The news: In June, the U.S. Supreme Court ruled that incarcerating a juvenile for life without the possibility of parole is unconstitutional if the sentence was triggered automatically by the category of the crime.

Behind the news: In Illinois, 100 people are now serving life without parole for crimes they committed when they were 17 or younger, according to the Illinois Coalition for Fair Sentencing of Children. About 80 percent of them triggered an automatic sentence by statute—usually due to a crime involving a homicide with multiple victims.

African Americans make up 71 out of the 100 people, while their white, Latino and Native-American counterparts constitute the rest.
Under the Illinois law, juveniles as young as 13 can be transferred to adult court on a discretionary basis and face a life sentence without parole. Those facing felony charges and who are 15 or older may also be automatically transferred to adult court.

Shobha Lakshmi Mahadev, the project director for the Illinois Coalition for Fair Sentencing of Children, said that the disproportionate number of minority juveniles who face a life sentence without parole is a warning sign that there is something wrong with the system.

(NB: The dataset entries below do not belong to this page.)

//! Tour packages.

use serde::Serialize;
use serde_json::Value;

use super::{normalize_indexed, Normalize};
use crate::date;
use crate::raw::{identifier, Field, Raw};

pub(crate) const ID: Field<String> = Field::new(&["id", "_id", "package_id", "paket_id"]);
pub(crate) const NAME: Field<String> = Field::new(&["name", "nama", "nama_paket", "title"]);
const SLUG: Field<String> = Field::new(&["slug"]);
const DESCRIPTION: Field<String> = Field::new(&["description", "deskripsi"]);
pub(crate) const LOCATION: Field<String> = Field::new(&["location", "lokasi", "destination", "destinasi"]);
pub(crate) const PRICE: Field<f64> = Field::new(&["price", "harga"]);
pub(crate) const DURATION: Field<String> = Field::new(&["duration", "durasi"]);
const QUOTA: Field<i64> = Field::new(&["quota", "kuota", "max_participants"]);
pub(crate) const IMAGE: Field<String> = Field::new(&["image", "imageUrl", "image_url", "gambar", "thumbnail"]);
const GALLERY: &[&str] = &["gallery", "galeri", "images"];
const GALLERY_URL: Field<String> = Field::new(&["url", "image", "image_url", "gambar"]);
const INCLUDES: Field<Vec<String>> = Field::new(&["includes", "include", "fasilitas", "facilities"]);
const EXCLUDES: Field<Vec<String>> = Field::new(&["excludes", "exclude", "tidak_termasuk"]);
const ITINERARY: &[&str] = &["itinerary", "itineraries", "jadwal"];
const RATING: Field<f64> = Field::new(&["rating", "average_rating", "rata_rata_rating"]);
const REVIEW_COUNT: Field<i64> = Field::new(&["reviewCount", "review_count", "jumlah_ulasan", "total_reviews"]);
const CATEGORY: Field<String> = Field::new(&["category", "kategori", "type"]);
const ACTIVE: Field<bool> = Field::new(&["isActive", "is_active", "active", "status"]);
const CREATED_AT: Field<String> = Field::new(&["createdAt", "created_at"]);

const DAY_LABEL: &[&str] = &["day", "hari", "label"];
const DAY_TITLE: Field<String> = Field::new(&["title", "judul"]);
const DAY_DESCRIPTION: Field<String> = Field::new(&["description", "deskripsi"]);
const DAY_ACTIVITIES: Field<Vec<String>> = Field::new(&["activities", "kegiatan"]);

pub(crate) const PLACEHOLDER_NAME: &str = "Paket Tanpa Nama";

#[derive(Debug, Clone, Default, PartialEq, Serialize)]
#[serde(rename_all = "camelCase")]
pub struct PackageDetail {
    pub id: String,
    pub name: String,
    pub slug: String,
    pub description: String,
    pub location: String,
    pub price: f64,
    pub duration: String,
    pub quota: i64,
    pub image: String,
    pub gallery: Vec<String>,
    pub includes: Vec<String>,
    pub excludes: Vec<String>,
    pub itinerary: Vec<ItineraryDay>,
    pub rating: f64,
    pub review_count: i64,
    pub category: String,
    pub is_active: bool,
    pub created_at: String,
    pub display_created_at: String,
}

#[derive(Debug, Clone, Default, PartialEq, Serialize)]
#[serde(rename_all = "camelCase")]
pub struct ItineraryDay {
    /// "Hari 1", "Hari 2", ... unless the backend labels the day itself.
    pub day: String,
    pub title: String,
    pub description: String,
    pub activities: Vec<String>,
}

impl Normalize for PackageDetail {
    fn normalize(raw: Raw<'_>) -> Self {
        let created_at = CREATED_AT.or_default(raw);
        Self {
            id: identifier(raw, &ID, "package"),
            name: NAME.text_or(raw, PLACEHOLDER_NAME),
            slug: SLUG.or_default(raw),
            description: DESCRIPTION.or_default(raw),
            location: LOCATION.or_default(raw),
            price: PRICE.or_default(raw),
            duration: DURATION.or_default(raw),
            quota: QUOTA.or_default(raw),
            image: IMAGE.or_default(raw),
            gallery: gallery(raw),
            includes: INCLUDES.or_default(raw),
            excludes: EXCLUDES.or_default(raw),
            itinerary: normalize_indexed(raw, ITINERARY, itinerary_day),
            rating: RATING.or_default(raw),
            review_count: REVIEW_COUNT.or_default(raw),
            category: CATEGORY.or_default(raw),
            is_active: ACTIVE.or(raw, true),
            display_created_at: date::display(&created_at),
            created_at,
        }
    }
}

/// Gallery entries are plain URLs or image objects; a lone string is a
/// one-image gallery.
fn gallery(raw: Raw<'_>) -> Vec<String> {
    match raw.first(GALLERY) {
        Some(Value::Array(items)) => items
            .iter()
            .filter_map(|item| match item {
                Value::String(url) => Some(url.clone()),
                Value::Object(_) => GALLERY_URL.get(Raw::new(item)),
                _ => None,
            })
            .collect(),
        Some(Value::String(url)) if !url.trim().is_empty() => vec![url.clone()],
        _ => Vec::new(),
    }
}

fn itinerary_day(item: &Value, index: usize) -> ItineraryDay {
    let raw = Raw::new(item);
    let day = match raw.first(DAY_LABEL) {
        Some(Value::Number(n)) => format!("Hari {n}"),
        Some(Value::String(label)) if label.trim().parse::<u32>().is_ok() => format!("Hari {}", label.trim()),
        Some(Value::String(label)) if !label.trim().is_empty() => label.clone(),
        _ => format!("Hari {}", index + 1),
    };
    ItineraryDay {
        day,
        title: DAY_TITLE.or_default(raw),
        description: DAY_DESCRIPTION.or_default(raw),
        activities: DAY_ACTIVITIES.or_default(raw),
    }
}

/// Canonical payload for creating or updating a package.
#[derive(Debug, Clone, Default, Serialize)]
#[serde(rename_all = "camelCase")]
pub struct PackageInput {
    #[serde(skip_serializing_if = "Option::is_none")]
    pub name: Option<String>,
    #[serde(skip_serializing_if = "Option::is_none")]
    pub description: Option<String>,
    #[serde(skip_serializing_if = "Option::is_none")]
    pub location: Option<String>,
    #[serde(skip_serializing_if = "Option::is_none")]
    pub price: Option<f64>,
    #[serde(skip_serializing_if = "Option::is_none")]
    pub duration: Option<String>,
    #[serde(skip_serializing_if = "Option::is_none")]
    pub quota: Option<i64>,
    #[serde(skip_serializing_if = "Option::is_none")]
    pub category: Option<String>,
    #[serde(skip_serializing_if = "Option::is_none")]
    pub includes: Option<Vec<String>>,
    #[serde(skip_serializing_if = "Option::is_none")]
    pub excludes: Option<Vec<String>>,
    #[serde(skip_serializing_if = "Option::is_none")]
    pub is_active: Option<bool>,
}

“We are missing a key and important fact when we sentence them automatically,” Mahadev said, pointing out that the court cannot take into account the backgrounds of the youths in automatic sentencing.

Michael Harris, senior attorney with the National Center for Youth Law, said that even though the U.S. Supreme Court decision is a step forward, he believes that all life-without-parole sentences for juveniles should be ruled unconstitutional.

“I think it continues a trend of enlightenment of how juveniles should be treated different than adults,” he said. “I had hoped and I still hope [the court] will go the full distance and will make it unconstitutional for all youths under 18.”